Pacino is at the top of his game as the cunning and crafty, but principled, segment producer, whose promise of protection and candor is shattered when CBS's lawyers step in, putting the kibosh on this momentous exposé to avoid a potentially huge lawsuit that might imperil the pending sale of the network (Westinghouse bought the broadcaster in 1995).

Pacino's performance is densely layered with audacity, integrity and sympathy for Wigand, whose career and marriage are destroyed by stress and justified paranoia over the relentless smear campaign and intimidation from his former employer.

As Wigand, Russell Crowe ("Mystery, Alaska," "L.A. Confidential") may be bound for an Oscar nomination. He carries such incredible tension in his chronically fatigued features that it's impossible to watch him without tensing up yourself as his life crumbles and he turns to the bottle.

Christopher Plummer is almost as powerful in playing "60 Minutes" anchor Mike Wallace, who covers the Wigand story for the show. Mann charges Plummer with raking Wallace over the coals, portraying him as arrogant, tantrum-prone and capable of kowtowing to corporate interests when it suits him -- although in the long run Wallace comes off as a consummate, even heroic, journalist.

The second half of "The Insider" shows the consequences of these events on Wigand's shattered life and Bergman's conscience, delving deep into the character's psyches and lives as the debate rages about airing the Wigand interview on "60 Minutes." Even the peripheral characters -- wives, production assistants, lawyers -- are refreshingly three-dimensional as they intersect with these two out-on-a-limb men.

Mann makes no bones about crucifying the tobacco industry and questioning corporate, profit-driven journalism in this film. But he isn't just stepping up onto a celluloid soapbox -- this wily, engrossing film is not only the best movie about journalism since "All the President's Men," it's also one of the most visually dynamic movies of the year.

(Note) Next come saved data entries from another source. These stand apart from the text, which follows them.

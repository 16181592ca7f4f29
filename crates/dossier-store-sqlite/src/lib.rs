//! SQLite backend for the Dossier resource store.
//!
//! Wraps [`tokio_rusqlite`] so all database access runs on a dedicated thread
//! without blocking the async runtime. Multi-statement mutations run inside
//! `IMMEDIATE` transactions.

mod encode;
mod schema;
mod store;

pub mod error;

pub use error::{Error, Result};
pub use store::SqliteStore;
//! The `ResourceStore` trait and supporting types.
//!
//! The trait is implemented by storage backends (e.g.
//! `dossier-store-sqlite`). [`crate::service::ResourceService`] depends on
//! this abstraction, not on any concrete backend.
//!
//! Every mutating method is atomic: it either commits entirely or leaves the
//! store untouched. Mutating methods re-check ownership and activity of the
//! row they touch inside their own transaction and return `None` when the
//! check fails.

use std::future::Future;

use chrono::{DateTime, Utc};
use serde::Serialize;
use uuid::Uuid;

use crate::resource::{NewResource, Resource, ResourceKind};

// ─── Errors ──────────────────────────────────────────────────────────────────

/// Error type of a [`ResourceStore`] backend.
pub trait StoreError: std::error::Error + Send + Sync + 'static {
  /// `true` if the failure was a violated natural-key uniqueness constraint,
  /// i.e. a concurrent writer claimed the same key first.
  fn is_conflict(&self) -> bool { false }
}

// ─── Query and result types ──────────────────────────────────────────────────

/// Owner filter for [`ResourceStore::find_by_key`].
#[derive(Debug, Clone, Copy, PartialEq, Eq)]
pub enum KeyScope {
  /// Only rows belonging to this owner.
  Owner(Uuid),
  /// Rows of every owner except this one.
  ExcludingOwner(Uuid),
  /// Rows of every owner.
  All,
}

/// Result of [`ResourceStore::deactivate`].
#[derive(Debug, Clone)]
pub struct Deactivation<K: ResourceKind> {
  /// The deactivated row, already inactive and non-default.
  pub resource: Resource<K>,
  /// The sibling promoted to default because `resource` was the default.
  pub promoted: Option<Resource<K>>,
}

/// Result of [`ResourceStore::update`] on an owned, active row.
#[derive(Debug, Clone)]
pub enum UpdateOutcome<K: ResourceKind> {
  /// The payload was written; carries the refreshed row.
  Updated(Resource<K>),
  /// The row was modified after the caller read it. Nothing was written.
  Stale,
}

/// Result of [`ResourceStore::set_active_many`].
#[derive(Debug, Clone, Default, PartialEq, Eq, Serialize)]
pub struct BulkOutcome {
  /// Rows whose `is_active` flag actually changed.
  pub changed:  Vec<Uuid>,
  /// The row promoted to default because the previous default was
  /// deactivated.
  pub promoted: Option<Uuid>,
}

// ─── Trait ───────────────────────────────────────────────────────────────────

/// Abstraction over a backend holding resources of kind `K`.
///
/// All methods return `Send` futures so the trait can be used in
/// multi-threaded async runtimes.
pub trait ResourceStore<K: ResourceKind>: Send + Sync {
  type Error: StoreError;

  // ── Ownership guard ───────────────────────────────────────────────────

  /// `true` if `id` exists, belongs to `owner_id` and, when `active_only`,
  /// has not been soft-deleted. Missing and foreign rows yield `false`.
  fn is_owned_by(
    &self,
    id: Uuid,
    owner_id: Uuid,
    active_only: bool,
  ) -> impl Future<Output = Result<bool, Self::Error>> + Send + '_;

  // ── Reads ─────────────────────────────────────────────────────────────

  /// Retrieve a row by id regardless of owner or activity.
  fn get(
    &self,
    id: Uuid,
  ) -> impl Future<Output = Result<Option<Resource<K>>, Self::Error>> + Send + '_;

  /// The owner's rows, default first, then by creation time.
  fn list(
    &self,
    owner_id: Uuid,
    include_inactive: bool,
  ) -> impl Future<Output = Result<Vec<Resource<K>>, Self::Error>> + Send + '_;

  /// The owner's active default row, if any.
  fn get_default(
    &self,
    owner_id: Uuid,
  ) -> impl Future<Output = Result<Option<Resource<K>>, Self::Error>> + Send + '_;

  /// Active rows whose normalised natural key equals `key`.
  fn find_by_key<'a>(
    &'a self,
    key: &'a str,
    scope: KeyScope,
  ) -> impl Future<Output = Result<Vec<Resource<K>>, Self::Error>> + Send + 'a;

  // ── Writes ────────────────────────────────────────────────────────────

  /// Insert an active row. If `input.is_default`, the owner's other rows are
  /// cleared in the same transaction.
  fn insert(
    &self,
    owner_id: Uuid,
    input: NewResource<K>,
  ) -> impl Future<Output = Result<Resource<K>, Self::Error>> + Send + '_;

  /// The exclusivity transaction: clear `is_default` on every other row of
  /// the owner and set it on `id`, atomically. Returns the refreshed row.
  ///
  /// Callers must have checked ownership with [`Self::is_owned_by`].
  fn make_default(
    &self,
    id: Uuid,
    owner_id: Uuid,
  ) -> impl Future<Output = Result<Option<Resource<K>>, Self::Error>> + Send + '_;

  /// Replace the payload of `id` and refresh `updated_at`; with
  /// `make_default`, also run the exclusivity transaction on it.
  ///
  /// `read_at` is the `updated_at` the caller saw when it read the payload.
  /// If the row has changed since, nothing is written and
  /// [`UpdateOutcome::Stale`] is returned.
  fn update(
    &self,
    id: Uuid,
    owner_id: Uuid,
    read_at: DateTime<Utc>,
    payload: K::Payload,
    make_default: bool,
  ) -> impl Future<Output = Result<Option<UpdateOutcome<K>>, Self::Error>> + Send + '_;

  /// Soft-delete `id`. If it was the default, promote the owner's earliest
  /// created remaining active row in the same transaction.
  fn deactivate(
    &self,
    id: Uuid,
    owner_id: Uuid,
  ) -> impl Future<Output = Result<Option<Deactivation<K>>, Self::Error>> + Send + '_;

  /// Set `is_active` on exactly those `ids` owned by `owner_id`; other rows
  /// are never modified except for default succession, which follows the
  /// same rule as [`Self::deactivate`]. Reactivated rows are never default.
  fn set_active_many(
    &self,
    owner_id: Uuid,
    ids: Vec<Uuid>,
    active: bool,
  ) -> impl Future<Output = Result<BulkOutcome, Self::Error>> + Send + '_;
}
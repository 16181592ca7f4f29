//! Encoding and decoding helpers between Rust domain types and the plain-text
//! representations stored in SQLite columns.
//!
//! Timestamps are stored as RFC 3339 strings with a fixed nine-digit fraction
//! and a `Z` suffix, so lexical order equals chronological order. Payloads are
//! stored as compact JSON. UUIDs are stored as hyphenated lowercase strings.

use chrono::{DateTime, SecondsFormat, Utc};
use dossier_core::{Resource, ResourceKind};
use uuid::Uuid;

use crate::{Error, Result};

// ─── Uuid ─────────────────────────────────────────────────────────────────────

pub fn encode_uuid(id: Uuid) -> String { id.hyphenated().to_string() }

pub fn decode_uuid(s: &str) -> Result<Uuid> { Ok(Uuid::parse_str(s)?) }

// ─── DateTime<Utc> ────────────────────────────────────────────────────────────

pub fn encode_dt(dt: DateTime<Utc>) -> String {
  dt.to_rfc3339_opts(SecondsFormat::Nanos, true)
}

pub fn decode_dt(s: &str) -> Result<DateTime<Utc>> {
  DateTime::parse_from_rfc3339(s)
    .map(|dt| dt.with_timezone(&Utc))
    .map_err(|e| Error::DateParse(e.to_string()))
}

// ─── Payload ─────────────────────────────────────────────────────────────────

pub fn encode_payload<K: ResourceKind>(payload: &K::Payload) -> Result<String> {
  Ok(serde_json::to_string(payload)?)
}

// ─── Row types ───────────────────────────────────────────────────────────────

/// Column list matching [`RawResource::from_row`].
pub const COLUMNS: &str =
  "resource_id, owner_id, payload_json, is_default, is_active, created_at, updated_at";

/// Raw values read directly from a resource row.
pub struct RawResource {
  pub resource_id:  String,
  pub owner_id:     String,
  pub payload_json: String,
  pub is_default:   bool,
  pub is_active:    bool,
  pub created_at:   String,
  pub updated_at:   String,
}

impl RawResource {
  /// Read a row selected with [`COLUMNS`].
  pub fn from_row(row: &rusqlite::Row<'_>) -> rusqlite::Result<Self> {
    Ok(Self {
      resource_id:  row.get(0)?,
      owner_id:     row.get(1)?,
      payload_json: row.get(2)?,
      is_default:   row.get(3)?,
      is_active:    row.get(4)?,
      created_at:   row.get(5)?,
      updated_at:   row.get(6)?,
    })
  }

  pub fn into_resource<K: ResourceKind>(self) -> Result<Resource<K>> {
    Ok(Resource {
      id:         decode_uuid(&self.resource_id)?,
      owner_id:   decode_uuid(&self.owner_id)?,
      payload:    serde_json::from_str(&self.payload_json)?,
      is_default: self.is_default,
      is_active:  self.is_active,
      created_at: decode_dt(&self.created_at)?,
      updated_at: decode_dt(&self.updated_at)?,
    })
  }
}
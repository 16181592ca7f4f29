//! Error types for `dossier-core`.

use thiserror::Error;
use uuid::Uuid;

#[derive(Debug, Error)]
pub enum Error {
  /// The resource does not exist or belongs to another owner. The two cases
  /// are deliberately reported the same way.
  #[error("resource not found: {0}")]
  NotFound(Uuid),

  #[error("validation failed: {0}")]
  Validation(String),

  #[error("duplicate {kind}: {key:?} is already in use")]
  Duplicate { kind: &'static str, key: String },

  /// Concurrent writers kept changing the resource between read and write.
  #[error("resource {0} is being modified concurrently, try again")]
  Contended(Uuid),

  #[error("store error: {0}")]
  Store(#[source] Box<dyn std::error::Error + Send + Sync>),
}

impl Error {
  pub(crate) fn validation(message: impl Into<String>) -> Self {
    Self::Validation(message.into())
  }
}

pub type Result<T, E = Error> = std::result::Result<T, E>;
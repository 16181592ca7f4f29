//! SQL schema for the Dossier SQLite store.
//!
//! Executed once at connection startup. Future migrations will be gated on
//! `PRAGMA user_version`.
//!
//! Every resource table has the same shape so the store can address any kind
//! through [`dossier_core::ResourceKind::TABLE`]. Two partial unique indexes
//! back the service-level rules: at most one active default per owner, and
//! one active row per natural key per owner.

/// Full schema DDL; idempotent thanks to `IF NOT EXISTS`.
pub const SCHEMA: &str = "
PRAGMA journal_mode = WAL;
PRAGMA foreign_keys = ON;

-- Rows are never physically deleted; soft deletion clears is_active.
CREATE TABLE IF NOT EXISTS addresses (
    resource_id  TEXT PRIMARY KEY,
    owner_id     TEXT NOT NULL,
    natural_key  TEXT NOT NULL,    -- normalised label
    payload_json TEXT NOT NULL,
    is_default   INTEGER NOT NULL DEFAULT 0 CHECK (is_default IN (0, 1)),
    is_active    INTEGER NOT NULL DEFAULT 1 CHECK (is_active IN (0, 1)),
    created_at   TEXT NOT NULL,    -- RFC 3339 UTC, fixed nanosecond width
    updated_at   TEXT NOT NULL,
    CHECK (is_active = 1 OR is_default = 0)
);

CREATE TABLE IF NOT EXISTS phone_numbers (
    resource_id  TEXT PRIMARY KEY,
    owner_id     TEXT NOT NULL,
    natural_key  TEXT NOT NULL,    -- digits with optional leading '+'
    payload_json TEXT NOT NULL,
    is_default   INTEGER NOT NULL DEFAULT 0 CHECK (is_default IN (0, 1)),
    is_active    INTEGER NOT NULL DEFAULT 1 CHECK (is_active IN (0, 1)),
    created_at   TEXT NOT NULL,
    updated_at   TEXT NOT NULL,
    CHECK (is_active = 1 OR is_default = 0)
);

CREATE INDEX IF NOT EXISTS addresses_owner_idx
    ON addresses(owner_id, is_active, created_at);
CREATE UNIQUE INDEX IF NOT EXISTS addresses_one_default
    ON addresses(owner_id) WHERE is_default = 1 AND is_active = 1;
CREATE UNIQUE INDEX IF NOT EXISTS addresses_natural_key_uniq
    ON addresses(owner_id, natural_key) WHERE is_active = 1;
CREATE INDEX IF NOT EXISTS addresses_key_idx
    ON addresses(natural_key);

CREATE INDEX IF NOT EXISTS phone_numbers_owner_idx
    ON phone_numbers(owner_id, is_active, created_at);
CREATE UNIQUE INDEX IF NOT EXISTS phone_numbers_one_default
    ON phone_numbers(owner_id) WHERE is_default = 1 AND is_active = 1;
CREATE UNIQUE INDEX IF NOT EXISTS phone_numbers_natural_key_uniq
    ON phone_numbers(owner_id, natural_key) WHERE is_active = 1;
CREATE INDEX IF NOT EXISTS phone_numbers_key_idx
    ON phone_numbers(natural_key);

PRAGMA user_version = 1;
";
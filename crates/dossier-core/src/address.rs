//! Postal addresses.

use serde::{Deserialize, Serialize};

use crate::{Result, resource::{ResourceKind, require}};

/// Kind descriptor for postal addresses. Labels are unique per owner.
#[derive(Debug, Clone, Copy, PartialEq, Eq)]
pub struct AddressKind;

/// A postal address.
#[derive(Debug, Clone, PartialEq, Eq, Serialize, Deserialize)]
pub struct Address {
  /// Owner-chosen name such as "Home" or "Office".
  pub label:        String,
  pub recipient:    String,
  pub street:       String,
  /// Apartment, suite, floor.
  pub street_extra: Option<String>,
  /// City or locality.
  pub locality:     String,
  /// State, province, or region.
  pub region:       Option<String>,
  pub postal_code:  String,
  pub country:      String,
  /// Contact number for deliveries to this address.
  pub phone:        Option<String>,
}

/// A partial edit of an [`Address`]. Setting an optional field to
/// `Some(None)` clears it.
#[derive(Debug, Clone, Default)]
pub struct AddressPatch {
  pub label:        Option<String>,
  pub recipient:    Option<String>,
  pub street:       Option<String>,
  pub street_extra: Option<Option<String>>,
  pub locality:     Option<String>,
  pub region:       Option<Option<String>>,
  pub postal_code:  Option<String>,
  pub country:      Option<String>,
  pub phone:        Option<Option<String>>,
}

impl ResourceKind for AddressKind {
  type Patch = AddressPatch;
  type Payload = Address;

  const NAME: &'static str = "address";
  const TABLE: &'static str = "addresses";

  fn validate(a: &Address) -> Result<()> {
    require("label", &a.label)?;
    require("recipient", &a.recipient)?;
    require("street", &a.street)?;
    require("locality", &a.locality)?;
    require("postal_code", &a.postal_code)?;
    require("country", &a.country)?;
    Ok(())
  }

  fn normalize_key(raw: &str) -> String { raw.trim().to_lowercase() }

  fn natural_key(a: &Address) -> String { Self::normalize_key(&a.label) }

  fn apply_patch(a: &mut Address, p: AddressPatch) {
    if let Some(v) = p.label {
      a.label = v;
    }
    if let Some(v) = p.recipient {
      a.recipient = v;
    }
    if let Some(v) = p.street {
      a.street = v;
    }
    if let Some(v) = p.street_extra {
      a.street_extra = v;
    }
    if let Some(v) = p.locality {
      a.locality = v;
    }
    if let Some(v) = p.region {
      a.region = v;
    }
    if let Some(v) = p.postal_code {
      a.postal_code = v;
    }
    if let Some(v) = p.country {
      a.country = v;
    }
    if let Some(v) = p.phone {
      a.phone = v;
    }
  }
}
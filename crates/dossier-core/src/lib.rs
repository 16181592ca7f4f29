//! Core types and trait definitions for the Dossier resource store.
//!
//! An owner keeps collections of interchangeable resources (postal addresses,
//! phone numbers). At most one active resource per owner and kind is the
//! default. This crate holds the domain model, the [`store::ResourceStore`]
//! abstraction and the lifecycle service built on top of it; it is free of
//! database dependencies.

pub mod address;
pub mod error;
pub mod phone;
pub mod resource;
pub mod service;
pub mod store;

pub use address::{Address, AddressKind, AddressPatch};
pub use error::{Error, Result};
pub use phone::{Phone, PhoneKind, PhonePatch, PhoneType};
pub use resource::{NewResource, Resource, ResourceKind, ResourcePatch};
pub use service::ResourceService;
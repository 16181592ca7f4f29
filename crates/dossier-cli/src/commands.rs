//! Sub-commands and their execution against a [`ResourceService`].
//!
//! Every command prints its result as pretty JSON on stdout.

use std::sync::Arc;

use anyhow::Context as _;
use clap::{Args, Subcommand};
use dossier_core::{
  Address, AddressKind, AddressPatch, NewResource, Phone, PhoneKind, PhonePatch,
  PhoneType, ResourceKind, ResourcePatch, ResourceService,
};
use dossier_store_sqlite::SqliteStore;
use serde::Serialize;
use uuid::Uuid;

// ─── Command tree ─────────────────────────────────────────────────────────────

#[derive(Subcommand, Debug)]
pub enum Command {
  /// Manage postal addresses.
  Address {
    #[command(subcommand)]
    action: AddressAction,
  },
  /// Manage phone numbers.
  Phone {
    #[command(subcommand)]
    action: PhoneAction,
  },
}

/// Identifies one resource of one owner.
#[derive(Args, Debug)]
pub struct Target {
  #[arg(long)]
  owner: Uuid,
  #[arg(long)]
  id:    Uuid,
}

/// Actions shared by every resource kind.
#[derive(Subcommand, Debug)]
pub enum CommonAction {
  /// List an owner's resources, default first.
  List {
    #[arg(long)]
    owner: Uuid,
    /// Include soft-deleted resources.
    #[arg(long)]
    all:   bool,
  },
  /// Show an owner's default resource.
  Default {
    #[arg(long)]
    owner: Uuid,
  },
  /// Show a single resource.
  Show(Target),
  /// Find active resources by natural key (label or number).
  Find {
    key:           String,
    /// Ignore this owner's resources.
    #[arg(long)]
    exclude_owner: Option<Uuid>,
  },
  /// Make a resource the owner's default.
  SetDefault(Target),
  /// Soft-delete a resource; a deleted default is succeeded automatically.
  Delete(Target),
  /// Reactivate several resources at once.
  Activate {
    #[arg(long)]
    owner: Uuid,
    #[arg(long, value_delimiter = ',', required = true)]
    ids:   Vec<Uuid>,
  },
  /// Deactivate several resources at once.
  Deactivate {
    #[arg(long)]
    owner: Uuid,
    #[arg(long, value_delimiter = ',', required = true)]
    ids:   Vec<Uuid>,
  },
}

// ─── Addresses ────────────────────────────────────────────────────────────────

#[derive(Args, Debug, Default)]
pub struct AddressFields {
  #[arg(long)]
  label:        Option<String>,
  #[arg(long)]
  recipient:    Option<String>,
  #[arg(long)]
  street:       Option<String>,
  #[arg(long)]
  street_extra: Option<String>,
  #[arg(long)]
  locality:     Option<String>,
  #[arg(long)]
  region:       Option<String>,
  #[arg(long)]
  postal_code:  Option<String>,
  #[arg(long)]
  country:      Option<String>,
  #[arg(long)]
  phone:        Option<String>,
}

impl AddressFields {
  /// Missing required fields become empty strings and are rejected by
  /// validation.
  fn into_payload(self) -> Address {
    Address {
      label:        self.label.unwrap_or_default(),
      recipient:    self.recipient.unwrap_or_default(),
      street:       self.street.unwrap_or_default(),
      street_extra: self.street_extra,
      locality:     self.locality.unwrap_or_default(),
      region:       self.region,
      postal_code:  self.postal_code.unwrap_or_default(),
      country:      self.country.unwrap_or_default(),
      phone:        self.phone,
    }
  }
}

impl From<AddressFields> for AddressPatch {
  fn from(f: AddressFields) -> Self {
    AddressPatch {
      label:        f.label,
      recipient:    f.recipient,
      street:       f.street,
      street_extra: f.street_extra.map(Some),
      locality:     f.locality,
      region:       f.region.map(Some),
      postal_code:  f.postal_code,
      country:      f.country,
      phone:        f.phone.map(Some),
    }
  }
}

#[derive(Subcommand, Debug)]
pub enum AddressAction {
  /// Add an address.
  Add {
    #[arg(long)]
    owner:   Uuid,
    /// Make it the owner's default.
    #[arg(long)]
    default: bool,
    #[command(flatten)]
    fields:  AddressFields,
  },
  /// Edit an address; only the given fields change.
  Edit {
    #[command(flatten)]
    target:  Target,
    #[arg(long)]
    default: bool,
    #[command(flatten)]
    fields:  AddressFields,
  },
  #[command(flatten)]
  Common(CommonAction),
}

// ─── Phone numbers ────────────────────────────────────────────────────────────

#[derive(Args, Debug, Default)]
pub struct PhoneFields {
  #[arg(long)]
  number:     Option<String>,
  #[arg(long)]
  label:      Option<String>,
  /// mobile, home, work, fax or other.
  #[arg(long = "type")]
  phone_type: Option<PhoneType>,
}

impl From<PhoneFields> for PhonePatch {
  fn from(f: PhoneFields) -> Self {
    PhonePatch {
      number:     f.number,
      label:      f.label.map(Some),
      phone_type: f.phone_type,
    }
  }
}

#[derive(Subcommand, Debug)]
pub enum PhoneAction {
  /// Add a phone number.
  Add {
    #[arg(long)]
    owner:   Uuid,
    #[arg(long)]
    default: bool,
    #[command(flatten)]
    fields:  PhoneFields,
  },
  /// Edit a phone number; changing the number resets verification.
  Edit {
    #[command(flatten)]
    target:  Target,
    #[arg(long)]
    default: bool,
    #[command(flatten)]
    fields:  PhoneFields,
  },
  /// Mark a phone number as verified.
  Verify(Target),
  #[command(flatten)]
  Common(CommonAction),
}

// ─── Execution ────────────────────────────────────────────────────────────────

pub async fn run(command: Command, store: Arc<SqliteStore>) -> anyhow::Result<()> {
  match command {
    Command::Address { action } => run_address(ResourceService::new(store), action).await,
    Command::Phone { action } => run_phone(ResourceService::new(store), action).await,
  }
}

async fn run_address(
  svc: ResourceService<SqliteStore, AddressKind>,
  action: AddressAction,
) -> anyhow::Result<()> {
  match action {
    AddressAction::Add { owner, default, fields } => {
      let mut input = NewResource::new(fields.into_payload());
      input.is_default = default;
      print_json(&svc.create(owner, input).await?)
    }
    AddressAction::Edit { target, default, fields } => {
      let patch = ResourcePatch::<AddressKind> {
        fields:       fields.into(),
        make_default: default,
      };
      print_json(&svc.update(target.id, target.owner, patch).await?)
    }
    AddressAction::Common(action) => run_common(&svc, action).await,
  }
}

async fn run_phone(
  svc: ResourceService<SqliteStore, PhoneKind>,
  action: PhoneAction,
) -> anyhow::Result<()> {
  match action {
    PhoneAction::Add { owner, default, fields } => {
      let payload = Phone {
        number:      fields.number.unwrap_or_default(),
        label:       fields.label,
        phone_type:  fields.phone_type.unwrap_or_default(),
        is_verified: false,
        verified_at: None,
      };
      let mut input = NewResource::new(payload);
      input.is_default = default;
      print_json(&svc.create(owner, input).await?)
    }
    PhoneAction::Edit { target, default, fields } => {
      let patch = ResourcePatch::<PhoneKind> {
        fields:       fields.into(),
        make_default: default,
      };
      print_json(&svc.update(target.id, target.owner, patch).await?)
    }
    PhoneAction::Verify(target) => print_json(&svc.verify(target.id, target.owner).await?),
    PhoneAction::Common(action) => run_common(&svc, action).await,
  }
}

async fn run_common<K: ResourceKind>(
  svc: &ResourceService<SqliteStore, K>,
  action: CommonAction,
) -> anyhow::Result<()> {
  match action {
    CommonAction::List { owner, all } => print_json(&svc.list(owner, all).await?),
    CommonAction::Default { owner } => print_json(&svc.get_default(owner).await?),
    CommonAction::Show(t) => print_json(&svc.get(t.id, t.owner).await?),
    CommonAction::Find { key, exclude_owner } => {
      print_json(&svc.find_by_key(&key, exclude_owner).await?)
    }
    CommonAction::SetDefault(t) => print_json(&svc.set_default(t.id, t.owner).await?),
    CommonAction::Delete(t) => {
      let deleted = svc.soft_delete(t.id, t.owner).await?;
      print_json(&serde_json::json!({ "id": t.id, "deleted": deleted }))
    }
    CommonAction::Activate { owner, ids } => {
      print_json(&svc.bulk_set_active(owner, &ids, true).await?)
    }
    CommonAction::Deactivate { owner, ids } => {
      print_json(&svc.bulk_set_active(owner, &ids, false).await?)
    }
  }
}

fn print_json(value: &impl Serialize) -> anyhow::Result<()> {
  let out = serde_json::to_string_pretty(value).context("failed to encode output")?;
  println!("{out}");
  Ok(())
}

Although he's a strong character director with an ear for ponderous but authentic dialogue, Mann has always been best known for his visual flair and "The Insider" definitely delivers on that front, too. From a quick shot of a single raindrop on a car window to scenes gracefully tinted green, gold or midnight blue to the substantive but subtle Manhattan backdrops, he does an astounding job of illustrating his story with masterful, stylistic touches that give this film a distinctive vitality that is as enticing as its plot.

Many other directors could have made, perhaps, an over-long TV movie out of "The Insider," but it's Mann's arresting techniques that is the icing on the cake which makes this an all-around brilliant film.